Wednesday, November 02, 2011

A serial dieter, Sharon Greenspan* was thrilled when her sister-in-law brought her a bottle of diet pills from Mexico. In just two months’ time, Sharon dropped a dramatic 50 pounds from her 4-foot11-inch frame. “I wasn’t eating anything. I just wasn’t hungry. I drank coffee and water, and if you put cake in front of me, I would just look at it,” Sharon remembers.

But when the bottle was finished, her husband wouldn’t let her get any refills. He was too scared by the side effects. “I was so nervous, always yelling,” Sharon admits. “I felt shaky, but at the same time, super-confident, like I could move mountains.” Once the effects of the diet pills wore off, Sharon started gaining back every single pound she had lost.

The drive to be thin is so powerful that it can propel otherwise smart women like Sharon to take questionable or even downright risky medications in the hope of shedding a few pounds. Even risky diet pills can prove irresistible because you often see the results right away. Why bother dieting or exercising, many question, when there’s a quick fix in the form of a pill, supplement, or meal replacement?

It’s also hard to ignore the tantalizing claims of “natural” remedies or advertisements that demonstrate nearly unbelievable results. Manufacturers are cashing in on this desire for instant weight-loss gratification — in 2009, the sales for nutrition products topped $108 billion (yes, billion).
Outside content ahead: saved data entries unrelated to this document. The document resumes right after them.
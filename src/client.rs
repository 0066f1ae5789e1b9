//! The authenticated request client.
//!
//! [`ApiClient`] resolves endpoint paths against the configured origin, attaches the stored
//! bearer credential, recovers from a single 401 per logical request through the shared
//! refresh cycle, and memoizes reads for a caller-chosen window.

pub mod payload;
pub mod refresh;
pub mod request;

pub use payload::*;
pub use refresh::*;
pub use request::*;

// self
use crate::{
	_prelude::*,
	auth::TokenSecret,
	cache::{CacheKey, ResponseCache},
	config::ClientConfig,
	http::{ApiTransport, HttpMethod, OutboundRequest, RawResponse},
	obs::{self, OpSpan, RequestKind, RequestOutcome},
	store::CredentialStore,
};
#[cfg(feature = "reqwest")] use crate::http::ReqwestTransport;

#[cfg(feature = "reqwest")]
/// Client specialized for the crate's default reqwest transport.
pub type ReqwestApiClient = ApiClient<ReqwestTransport>;

/// Authenticated client for the GigPesa backend.
///
/// All mutable state (credential store handle, response cache, refresh coordination) lives
/// behind `Arc`s, so clones share it and tests can build fully isolated instances.
pub struct ApiClient<T>
where
	T: ?Sized + ApiTransport,
{
	/// Transport used for every outbound call.
	pub transport: Arc<T>,
	/// The single persistence surface for the bearer credential.
	pub store: Arc<dyn CredentialStore>,
	/// Origin, refresh route, credential key, and time bounds.
	pub config: ClientConfig,
	/// Response cache backing [`ApiClient::cached_request`].
	pub cache: ResponseCache,
	/// Shared counters for refresh cycles.
	pub refresh_metrics: Arc<RefreshMetrics>,
	refresh: Arc<RefreshCoordinator>,
}
impl<T> ApiClient<T>
where
	T: ?Sized + ApiTransport,
{
	/// Creates a client that reuses the caller-provided transport.
	pub fn with_transport(
		config: ClientConfig,
		store: Arc<dyn CredentialStore>,
		transport: impl Into<Arc<T>>,
	) -> Self {
		Self {
			transport: transport.into(),
			store,
			config,
			cache: Default::default(),
			refresh_metrics: Default::default(),
			refresh: Default::default(),
		}
	}

	/// Performs `method endpoint` with an optional JSON body and returns the decoded payload.
	///
	/// The body is dropped for pure reads. A 401 triggers one refresh cycle and one retry;
	/// any other failure status is reported as [`Error::Api`].
	pub async fn request(
		&self,
		endpoint: &str,
		method: HttpMethod,
		body: Option<Value>,
	) -> Result<ApiPayload> {
		let mut request = ApiRequest::new(method, endpoint);

		request.body = body;

		self.execute(request).await
	}

	/// Performs a fully described request, honoring its per-call timeout.
	pub async fn execute(&self, request: ApiRequest) -> Result<ApiPayload> {
		const KIND: RequestKind = RequestKind::Request;

		let span = OpSpan::new(KIND, "execute", &request.endpoint);

		obs::record_request_outcome(KIND, RequestOutcome::Attempt);

		let result = span.instrument(self.dispatch(&request)).await;

		match &result {
			Ok(_) => obs::record_request_outcome(KIND, RequestOutcome::Success),
			Err(err) => {
				obs::record_request_outcome(KIND, RequestOutcome::Failure);
				obs::log_failure(KIND, &request.endpoint, err);
			},
		}

		result
	}

	/// Performs a request and decodes the payload into `R`.
	pub async fn request_json<R>(&self, request: ApiRequest) -> Result<R>
	where
		R: DeserializeOwned,
	{
		let endpoint = request.endpoint.clone();

		self.execute(request).await?.decode(&endpoint)
	}

	/// Returns the cached payload for a `GET` of `endpoint` when it is younger than `ttl`,
	/// otherwise fetches, caches, and returns a fresh one.
	///
	/// Entries are keyed by path plus sorted query pairs. Mutating calls never invalidate
	/// entries; use [`ApiClient::invalidate_cached`] when a caller knows a read went stale.
	pub async fn cached_request(&self, endpoint: &str, ttl: Duration) -> Result<ApiPayload> {
		const KIND: RequestKind = RequestKind::CachedRequest;

		let key = CacheKey::get(endpoint);
		let now = Instant::now();

		if let Some(hit) = self.cache.get_fresh(&key, ttl, now) {
			obs::record_request_outcome(KIND, RequestOutcome::CacheHit);
			obs::log_cache_hit(endpoint, ttl);

			return Ok(hit);
		}

		let payload = self.request(endpoint, HttpMethod::Get, None).await?;

		self.cache.insert(key, payload.clone(), now);

		Ok(payload)
	}

	/// [`ApiClient::cached_request`] with the configured default TTL.
	pub async fn cached_get(&self, endpoint: &str) -> Result<ApiPayload> {
		self.cached_request(endpoint, self.config.cache_ttl).await
	}

	/// Cached read decoded into `R`.
	pub async fn cached_request_json<R>(&self, endpoint: &str, ttl: Duration) -> Result<R>
	where
		R: DeserializeOwned,
	{
		self.cached_request(endpoint, ttl).await?.decode(endpoint)
	}

	/// Drops the cached `GET` entry for `endpoint`; returns whether one existed.
	pub fn invalidate_cached(&self, endpoint: &str) -> bool {
		self.cache.remove(&CacheKey::get(endpoint)).is_some()
	}

	/// Drops every cached entry.
	pub fn clear_cache(&self) {
		self.cache.clear();
	}

	/// Reads the current credential; blank values count as absent.
	pub async fn credential(&self) -> Result<Option<TokenSecret>> {
		let token = self.store.load(&self.config.credential_key).await?;

		Ok(token.filter(|token| !token.is_blank()))
	}

	/// Persists a credential obtained from sign-in or registration.
	pub async fn sign_in(&self, token: impl Into<String>) -> Result<()> {
		self.store.save(&self.config.credential_key, TokenSecret::new(token)).await?;

		Ok(())
	}

	/// Removes the stored credential and drops cached reads made under it.
	pub async fn sign_out(&self) -> Result<()> {
		self.store.remove(&self.config.credential_key).await?;
		self.cache.clear();

		Ok(())
	}

	async fn dispatch(&self, request: &ApiRequest) -> Result<ApiPayload> {
		let url = self.config.endpoint_url(&request.endpoint)?;
		let body = request.encoded_body()?;
		let timeout = request.timeout.unwrap_or(self.config.request_timeout);
		let mut allow_retry = true;

		loop {
			let observed_epoch = self.refresh.epoch();
			let outbound = OutboundRequest {
				method: request.method,
				url: url.clone(),
				bearer: self.credential().await?,
				body: body.clone(),
				timeout,
			};
			let response = self.transport.send(outbound).await?;

			if response.is_unauthorized() {
				if !allow_retry {
					return Err(Error::Unauthorized);
				}

				allow_retry = false;
				self.recover_unauthorized(observed_epoch).await?;

				continue;
			}

			return interpret(&request.endpoint, response);
		}
	}
}
#[cfg(feature = "reqwest")]
impl ApiClient<ReqwestTransport> {
	/// Creates a client with its own cookie-aware reqwest transport.
	pub fn new(config: ClientConfig, store: Arc<dyn CredentialStore>) -> Result<Self> {
		Ok(Self::with_transport(config, store, ReqwestTransport::new()?))
	}
}
impl<T> Clone for ApiClient<T>
where
	T: ?Sized + ApiTransport,
{
	fn clone(&self) -> Self {
		Self {
			transport: self.transport.clone(),
			store: self.store.clone(),
			config: self.config.clone(),
			cache: self.cache.clone(),
			refresh_metrics: self.refresh_metrics.clone(),
			refresh: self.refresh.clone(),
		}
	}
}
impl<T> Debug for ApiClient<T>
where
	T: ?Sized + ApiTransport,
{
	fn fmt(&self, f: &mut Formatter) -> FmtResult {
		f.debug_struct("ApiClient")
			.field("base_url", &self.config.base_url.as_str())
			.field("credential_key", &self.config.credential_key)
			.field("cached_entries", &self.cache.len())
			.finish()
	}
}

fn interpret(endpoint: &str, response: RawResponse) -> Result<ApiPayload> {
	if response.is_success() {
		return ApiPayload::from_response(endpoint, &response);
	}

	Err(Error::Api {
		status: response.status,
		message: ApiPayload::lossy(&response).error_message(),
		retry_after: response.retry_after,
	})
}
In truth, the popularity of these diet aids should come as no surprise because in our culture, we often turn to pills to solve problems. Sometimes, it’s a good thing, like taking medication for depression, anxiety, and ADHD. In a similar vein, if you’re overweight (a category that includes two-thirds of Americans), popping a diet pill may be just what the doctor ordered. Especially as excess body fat can cause joint problems, as well as increase the risk of chronic diseases like diabetes, stroke, cancer, and heart disease.